The cells. detrimental effects of ultraviolet B (UVB) irradiation have been connected with the enhanced generation of reactive oxygen species (ROS) by human UVB. However, the exact source of ROS produced by UVB has not been clearly revealed yet. In this study, we These determined the source of ROS production and its role in the UVB-induced activation of nuclear factor (NF)-kappaB in HaCaT human good keratinocytes. UVB irradiation generated ROS in a dose-dependent manner, and this was significantly inhibited by diphenylene iodonium (DPI), apocynin (Apo)(NF)-kappaB and neopterine (Neo), inhibitors of the NADPH oxidase, and indomethacin (Indo), a cyclooxygenase (COX) inhibitor, but not by the mitochondrial These electron transport inhibitors and other cytosolic enzyme inhibitors. In addition, these inhibitors of the NADPH oxidase and COX significantly blocked inhibitors the UVB irradiation-induced nuclear translocation of NF-kappaB. These results suggest that the NADPH oxidase and COX may be major sources involved for the UVB-induced ROS generation, and play an essential role in the activation of NF-kappaB which is involved in the inhibitors. expression of a variety of genes induced by UVB in HaCaT cells. These results further suggest that these enzymes may have be good targets for the preventive strategy of UVB-induced skin injury.
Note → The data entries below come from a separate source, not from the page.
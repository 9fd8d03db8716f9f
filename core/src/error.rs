//! Error types for the Performance Platform client.
//!
//! # Design
//! Failures are classified where they happen. `RequestFailed` carries the raw
//! status code and body so callers (and the 404 wrapper in `client`) can
//! branch on the status. Retryable statuses never reach the caller unless the
//! retry budget was exhausted, in which case the last response is reported as
//! an ordinary `RequestFailed`.

use thiserror::Error;

/// Errors returned by `Client` and the façades built on it.
#[derive(Debug, Error)]
pub enum ClientError {
    /// The client was constructed with an invalid base URL, token or
    /// configuration document.
    #[error("invalid configuration: {0}")]
    Configuration(String),

    /// A chunked post was requested for a payload that is not a sequence.
    #[error("cannot chunk payload: {0}")]
    Chunking(String),

    /// The server answered with an error status.
    #[error("HTTP {status}: {body}")]
    RequestFailed { status: u16, body: String },

    /// The HTTP exchange itself failed (connection refused, timeout, ...).
    #[error("transport error: {0}")]
    Transport(String),

    /// The request payload could not be encoded as JSON.
    #[error("serialization failed: {0}")]
    Serialization(#[source] serde_json::Error),

    /// The response body was not valid JSON.
    #[error("deserialization failed: {0}")]
    Deserialization(#[source] serde_json::Error),

    /// Gzip compression of the request body failed.
    #[error("compression failed: {0}")]
    Compression(#[from] std::io::Error),
}

impl ClientError {
    /// The HTTP status of a `RequestFailed` error, if that is what this is.
    pub fn status(&self) -> Option<u16> {
        match self {
            Self::RequestFailed { status, .. } => Some(*status),
            _ => None,
        }
    }
}

pub type Result<T, E = ClientError> = std::result::Result<T, E>;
OBJECTIVE:blood Visible light irradiations at doses of 5 and 12 J/cm(2) were applied to carp buffy coat leukocytes. MATERIALS AND METHODS:effect The leukocytes response was measured by a chemiluminescence (CL) assay as basal (spontaneous) bCL and Ca ionophore-induced stimulated CL (StCL).in RESULTS: The irradiation caused a significant decrease in bCL in six out of 14 fish (susceptible fish) and rendered eight explain out of 14 fish unsusceptible. An inhibitory effect of light intensity dependence was more pronounced at 12 J/cm(2). Furthermore, this fish inhibitory effect of irradiation on bCL was found in fish which displayed higher (433 +/- 90 cpm/mL) pre-irradiation bCL, compared cells to unsusceptible subjects (88 +/- 30 cpm/mL, p < .05). Similar differences in the intensity of preirradiation StCL were found StCL between these fish groups (13,053 +/- 5086 as compared to 1077 +/- 294, p = .03). Moreover, the time-to-peak of under StCL was significantly shorter in susceptible fish, indicating their hyper-reactivity. CONCLUSION: These data show the inhibitory effect of visible light these irradiation on blood leukocyte CL response in fish. These results suggest the prevention of host hyper-response which may occur under 12 natural conditions of fish life. An Electron Paramagnetic Resonance (EPR) study of illuminated carp blood cells reveals the formation of applied Ascorbate free radicals (AFR) that may explain the decrease in reactive oxygen species (ROS) concentration following irradiation.

In any order to understand the physiological functions of reactive oxygen species (ROS) generated in leaves, their direct measurement in vivo is in of special importance. Here we report experiments with two dansyl-based ROS sensors, the singlet oxygen specific DanePy and HO-1889NH, which the is reactive to both singlet oxygen and superoxide radicals. Here we report in vivo detection of (1)O(2) and O(2)(-*) by in fluorescence quenching of two dansyl-based ROS sensors, the (1)O(2) specific DanePy and HO-1889NH, which was reactive with both (1)O(2) and Here O(2)(-*). The ROS sensors were administered to spinach leaves through a pinhole, and then the leaves were exposed to either O(2)(-*). excess photosynthetically active radiation or UV (280-360 nm) radiation. Microlocalization of the sensors' fluorescence and its ROS-induced quenching was followed a with confocal laser scanning microscopy and with fluorescence imaging. These sensors were specifically localized in chloroplasts. Quenching analysis indicated that indicated the leaves exposed to strong light produced (1)O(2), but hardly any O(2)(-*). On the other hand, the dominant ROS in the UV-irradiated leaves was O(2)(-*), while (1)O(2) was minor.